Trump’s campaign will begin running ads Monday in a cluster of states ahead of the early voting period. The move represents a shift for the campaign, which for months has been spending heavily in a wide array of battlegrounds. Bill Stepien, Trump’s newly appointed campaign manager, has spent recent days reevaluating the advertising strategy as the president gears up for the final three months of the election.
Trump previewed the forthcoming offensive in a Friday afternoon tweet, writing: “We are doing a new ad campaign on Sleepy Joe Biden that will be out on Monday. He has been brought even further LEFT than Crazy Bernie Sanders ever thought possible.”
Trump advisers declined to specify which states the ads would be focused on, but there are several key battlegrounds at the front of the early voting calendar. Either in-person or mail-in voting will begin in Florida, Michigan, North Carolina and Pennsylvania by the end of September.

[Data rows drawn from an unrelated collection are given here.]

//! Test data: one running lecture with a small section.

use attendance_core::{Lecture, LectureId, LectureStatus, SectionId, StudentId};
use chrono::{DateTime, TimeZone, Utc};

pub const LECTURE_ID: LectureId = 1;
pub const SECTION_ID: SectionId = 10;

/// Enrolled in `SECTION_ID`.
pub const ALICE: StudentId = 7;
pub const BOB: StudentId = 8;
pub const CAROL: StudentId = 9;

/// Not enrolled anywhere.
pub const MALLORY: StudentId = 99;

pub fn at(hour: u32, minute: u32) -> DateTime<Utc> {
    Utc.with_ymd_and_hms(2026, 3, 2, hour, minute, 0).unwrap()
}

/// 09:00 to 11:00, running.
pub fn lecture() -> Lecture {
    Lecture {
        id: LECTURE_ID,
        section_id: SECTION_ID,
        starts_at: at(9, 0),
        ends_at: at(11, 0),
        status: LectureStatus::Running,
    }
}

pub fn roster() -> Vec<StudentId> {
    vec![ALICE, BOB, CAROL]
}
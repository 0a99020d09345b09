//! Lecture lookup cache.

use std::time::Duration;

use moka::future::Cache;

use attendance_core::{Lecture, LectureId};

/// Maximum cached lectures.
const LECTURE_CACHE_MAX_CAPACITY: u64 = 10_000;

/// TTL cache of single-lecture lookups, owned by a `Database` handle.
///
/// Only hits are stored. Writes through the owning handle invalidate the
/// entry; writes made by another process show up once the TTL expires.
#[derive(Clone)]
pub struct LectureCache {
    cache: Cache<LectureId, Lecture>,
}

impl LectureCache {
    pub fn new(ttl: Duration) -> Self {
        Self {
            cache: Cache::builder()
                .max_capacity(LECTURE_CACHE_MAX_CAPACITY)
                .time_to_live(ttl)
                .build(),
        }
    }

    pub async fn get(&self, id: LectureId) -> Option<Lecture> {
        self.cache.get(&id).await
    }

    pub async fn insert(&self, lecture: Lecture) {
        self.cache.insert(lecture.id, lecture).await;
    }

    pub async fn invalidate(&self, id: LectureId) {
        self.cache.invalidate(&id).await;
    }
}
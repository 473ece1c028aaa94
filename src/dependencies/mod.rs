pub mod graph;
pub mod includes;

pub use graph::{build_dependency_graph, DependencyGraph};
pub use includes::{extract_includes, DependencyEdge, IncludeKind, IncludeTarget};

The commercials will also be backed by a national ad buy on cable and broadcast, Trump advisers said. Stepien used a Wednesday evening staff meeting to preview several upcoming spots.
The move comes at a pivotal moment for the president, who finds himself trailing Biden across the electoral map.

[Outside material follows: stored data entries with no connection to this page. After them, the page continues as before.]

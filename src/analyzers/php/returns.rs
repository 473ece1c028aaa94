//! Best-effort inference of a function's return shape.
//!
//! Keys are collected from three sources and unioned:
//!
//! 1. literal arrays returned directly (`return ['id' => …]`), plus the
//!    literal the carrier variable is initialised with;
//! 2. single-key assignments into the carrier (`$r['id'] = …`);
//! 3. two-key assignments into the carrier (`$r['data']['price'] = …`),
//!    which add the parent to the keys and the child to the nested keys.
//!
//! The carrier is the variable of the last `return $var;` in the body. The
//! type is then decided once: array if any key was found, else boolean for a
//! literal `true`/`false` return, else mixed for a bare variable return, else
//! void when nothing is returned, else unknown.

use super::body::FunctionBody;
use crate::core::ReturnType;
use crate::scanner::matching_close;
use once_cell::sync::Lazy;
use regex::Regex;
use std::collections::{BTreeMap, BTreeSet};

static VALUE_RETURN: Lazy<Regex> =
    Lazy::new(|| Regex::new(r"(?i)\breturn\b\s*[^\s;]").expect("valid return regex"));

static CARRIER_RETURN: Lazy<Regex> = Lazy::new(|| {
    Regex::new(r"(?i)\breturn\s*\(?\s*\$([A-Za-z_]\w*)\s*\)?\s*;").expect("valid carrier regex")
});

static LITERAL_RETURN: Lazy<Regex> = Lazy::new(|| {
    Regex::new(r"(?i)\breturn\s*(?:\[|array\s*\()").expect("valid literal return regex")
});

static BOOLEAN_RETURN: Lazy<Regex> = Lazy::new(|| {
    Regex::new(r"(?i)\breturn\s*\(?\s*(?:true|false)\b").expect("valid boolean return regex")
});

static ARRAY_KEY: Lazy<Regex> = Lazy::new(|| Regex::new(r"^\w+$").expect("valid key regex"));

#[derive(Clone, Debug, Default, PartialEq, Eq)]
pub struct ReturnShape {
    pub return_type: ReturnType,
    pub carrier: Option<String>,
    pub keys: BTreeSet<String>,
    pub nested_keys: BTreeMap<String, BTreeSet<String>>,
}

impl ReturnShape {
    fn add_key(&mut self, key: &str) {
        self.keys.insert(key.to_string());
    }

    fn add_nested(&mut self, parent: &str, child: &str) {
        self.add_key(parent);
        self.nested_keys
            .entry(parent.to_string())
            .or_default()
            .insert(child.to_string());
    }
}

pub fn infer_return_shape(body: &FunctionBody<'_>) -> ReturnShape {
    let code = body.own_code.as_str();
    let mut shape = ReturnShape {
        carrier: CARRIER_RETURN
            .captures_iter(code)
            .last()
            .map(|caps| caps[1].to_string()),
        ..ReturnShape::default()
    };

    for m in LITERAL_RETURN.find_iter(code) {
        collect_literal_keys(body, m.end() - 1, &mut shape);
    }

    if let Some(carrier) = shape.carrier.clone() {
        collect_carrier_initializer(body, &carrier, &mut shape);
        collect_carrier_assignments(body, &carrier, &mut shape);
    }

    shape.return_type = if !shape.keys.is_empty() {
        ReturnType::Array
    } else if BOOLEAN_RETURN.is_match(code) {
        ReturnType::Boolean
    } else if shape.carrier.is_some() {
        ReturnType::Mixed
    } else if !VALUE_RETURN.is_match(code) {
        ReturnType::Void
    } else {
        ReturnType::Unknown
    };

    shape
}

fn collect_carrier_initializer(body: &FunctionBody<'_>, carrier: &str, shape: &mut ReturnShape) {
    let pattern = format!(r"(?i)\${}\s*=\s*(?:\[|array\s*\()", regex::escape(carrier));
    let Ok(initializer) = Regex::new(&pattern) else {
        return;
    };
    for m in initializer.find_iter(&body.own_code) {
        collect_literal_keys(body, m.end() - 1, shape);
    }
}

fn collect_carrier_assignments(body: &FunctionBody<'_>, carrier: &str, shape: &mut ReturnShape) {
    let pattern = format!(
        r#"\${}\s*\[\s*['"](\w+)['"]\s*\]\s*(?:\[\s*['"](\w+)['"]\s*\]\s*|\[\s*\]\s*)?(?:[.+\-*/]|\?\?)?=(?:[^=>]|\z)"#,
        regex::escape(carrier)
    );
    let Ok(assignment) = Regex::new(&pattern) else {
        return;
    };
    for caps in assignment.captures_iter(&body.own_stripped) {
        match (caps.get(1), caps.get(2)) {
            (Some(parent), Some(child)) => shape.add_nested(parent.as_str(), child.as_str()),
            (Some(parent), None) => shape.add_key(parent.as_str()),
            _ => {}
        }
    }
}

/// Keys of the array literal opened at `open` (`[` or `(`), walking the
/// masked code so brackets inside strings are ignored. Depth-1 keys are
/// top-level; depth-2 keys are nested under the key whose value opened them.
fn collect_literal_keys(body: &FunctionBody<'_>, open: usize, shape: &mut ReturnShape) {
    let bytes = body.own_code.as_bytes();
    let closer = if bytes.get(open) == Some(&b'[') { b']' } else { b')' };
    let Some(close) = matching_close(bytes, open, bytes.len(), bytes[open], closer) else {
        return;
    };

    let mut parents: Vec<Option<String>> = Vec::new();
    let mut pending_key: Option<String> = None;
    let mut i = open;
    while i <= close {
        if let Some(s) = body.string_at(i) {
            let value = s.literal.value.as_str();
            if followed_by_arrow(bytes, s.end) && ARRAY_KEY.is_match(value) {
                match parents.len() {
                    1 => shape.add_key(value),
                    2 => {
                        if let Some(Some(parent)) = parents.last() {
                            shape.add_nested(parent, value);
                        }
                    }
                    _ => {}
                }
                pending_key = Some(value.to_string());
            }
            i = s.end.max(i + 1);
            continue;
        }
        match bytes[i] {
            b'[' | b'(' => parents.push(pending_key.take()),
            b']' | b')' => {
                parents.pop();
                pending_key = None;
            }
            b',' => pending_key = None,
            _ => {}
        }
        i += 1;
    }
}

fn followed_by_arrow(bytes: &[u8], from: usize) -> bool {
    let mut i = from;
    while i < bytes.len() && bytes[i].is_ascii_whitespace() {
        i += 1;
    }
    bytes.get(i..i + 2) == Some(b"=>")
}

#[cfg(test)]
mod tests {
    use super::*;
    use crate::scanner::lex_code;
    use pretty_assertions::assert_eq;

    fn shape_of(src: &str) -> ReturnShape {
        let lexed = lex_code(src);
        let body = FunctionBody::new(&lexed, 0..src.len());
        infer_return_shape(&body)
    }

    fn set(items: &[&str]) -> BTreeSet<String> {
        items.iter().map(|s| s.to_string()).collect()
    }

    #[test]
    fn test_carrier_assignments_give_array_keys() {
        let shape = shape_of("{ $result['id'] = 5; $result['name'] = 'x'; return $result; }");
        assert_eq!(shape.return_type, ReturnType::Array);
        assert_eq!(shape.carrier.as_deref(), Some("result"));
        assert_eq!(shape.keys, set(&["id", "name"]));
        assert!(shape.nested_keys.is_empty());
    }

    #[test]
    fn test_nested_assignment() {
        let shape = shape_of("{ $result['data']['price'] = 10; return $result; }");
        assert_eq!(shape.keys, set(&["data"]));
        assert_eq!(shape.nested_keys["data"], set(&["price"]));
    }

    #[test]
    fn test_literal_return_with_nested_literal() {
        let shape = shape_of(
            "{ return array('ok' => true, 'user' => array('id' => $id, 'roles' => ['a', 'b']), 'count' => count($x)); }",
        );
        assert_eq!(shape.return_type, ReturnType::Array);
        assert_eq!(shape.keys, set(&["count", "ok", "user"]));
        assert_eq!(shape.nested_keys["user"], set(&["id", "roles"]));
        assert!(shape.carrier.is_none());
    }

    #[test]
    fn test_literal_and_carrier_keys_are_unioned() {
        let src = "{ if ($e) { return ['error' => $e]; } $out = ['status' => 1]; $out['rows'][] = $r; $out['total'] .= 'x'; return $out; }";
        let shape = shape_of(src);
        assert_eq!(shape.keys, set(&["error", "rows", "status", "total"]));
    }

    #[test]
    fn test_comparisons_are_not_assignments() {
        let shape = shape_of("{ if ($r['id'] == 1) {} foreach ($r['x'] as $k => $v) {} return $r; }");
        assert_eq!(shape.return_type, ReturnType::Mixed);
        assert!(shape.keys.is_empty());
    }

    #[test]
    fn test_type_policy_order() {
        assert_eq!(shape_of("{ return true; }").return_type, ReturnType::Boolean);
        assert_eq!(
            shape_of("{ if ($a) { return FALSE; } return $b; }").return_type,
            ReturnType::Boolean
        );
        assert_eq!(shape_of("{ return $x; }").return_type, ReturnType::Mixed);
        assert_eq!(shape_of("{ echo 1; }").return_type, ReturnType::Void);
        assert_eq!(shape_of("{ if ($a) return; echo 1; }").return_type, ReturnType::Void);
        assert_eq!(shape_of("{ return count($a) + 1; }").return_type, ReturnType::Unknown);
    }

    #[test]
    fn test_last_return_picks_carrier() {
        let shape = shape_of("{ $a['x'] = 1; if ($c) { return $a; } $b['y'] = 2; return $b; }");
        assert_eq!(shape.carrier.as_deref(), Some("b"));
        assert_eq!(shape.keys, set(&["y"]));
    }

    #[test]
    fn test_closure_returns_are_ignored() {
        let shape = shape_of("{ $f = function () { return ['inner' => 1]; }; echo $f(); }");
        assert_eq!(shape.return_type, ReturnType::Void);
        assert!(shape.keys.is_empty());
    }

    #[test]
    fn test_keys_in_comments_are_ignored() {
        let shape = shape_of("{ // $r['old'] = 1;\n $r['new'] = 2; return $r; }");
        assert_eq!(shape.keys, set(&["new"]));
    }
}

Stepien has been undertaking a broader review of the campaign’s operation, including its budgeting and hiring. There has been a focus on TV buying, which comprises a substantial portion of any presidential campaign’s overall spending.

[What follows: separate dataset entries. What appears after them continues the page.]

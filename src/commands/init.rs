use crate::config::{LegacymapConfig, CONFIG_FILE_NAME};
use crate::io;
use anyhow::{Context, Result};
use std::path::{Path, PathBuf};

const HEADER: &str = "# legacymap configuration\n# Every key is optional; removed keys fall back to these defaults.\n\n";

/// Write a default configuration file into `dir`, returning its path.
pub fn init_config(dir: &Path, force: bool) -> Result<PathBuf> {
    let config_path = dir.join(CONFIG_FILE_NAME);

    if config_path.exists() && !force {
        anyhow::bail!(
            "{} already exists. Use --force to overwrite.",
            config_path.display()
        );
    }

    let body = toml::to_string_pretty(&LegacymapConfig::default())
        .context("failed to render default configuration")?;
    io::write_file(&config_path, &format!("{HEADER}{body}"))?;
    Ok(config_path)
}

“Everything on the campaign needs to be purpose driven and goal-oriented — that goes for the political operation, the communications operation, and most importantly ad buying,” Stepien said in a Thursday interview. “It would be malpractice if we didn’t reexamine that we are spending money in the right places on the right message.”
“We are making the decision to use the right data to make the right political and spending decisions by way of our advertising,” he added.
Since taking over the campaign two weeks ago, Stepien has quietly implemented changes. He has taken a particular interest in the budget and has tasked deputy campaign manager Justin Clark to review spending moving forward.
Stepien has also altered the campaign’s previously flat structure, empowering a few deputies to communicate directly with staff. Stepien has been holding daily 8 a.m. meetings with a small core of senior advisers.
Stepien, a former top aide to ex-New Jersey Gov. Chris Christie, has also intensified the campaign’s battleground state outreach to battleground states and has tapped Nick Trainer to make an array of political decisions. During the Wednesday evening staff meeting, Trainer led a presentation on Trump’s path to 270 electoral votes.
With Trump trailing, Stepien has pushed staffers to embrace the mindset that every day matters and to consider if what they’re doing at any given moment is getting votes.
Part of his focus has been on ensuring that the campaign has enough money to fund a massive fall television barrage. The reelection effort has spent nearly $94 million on TV ads so far this year and has another $146 million booked through Election Day, according to Advertising Analytics.
The new commercials are expected to echo by-now familiar themes, casting Biden as a Washington insider who is beholden to liberals.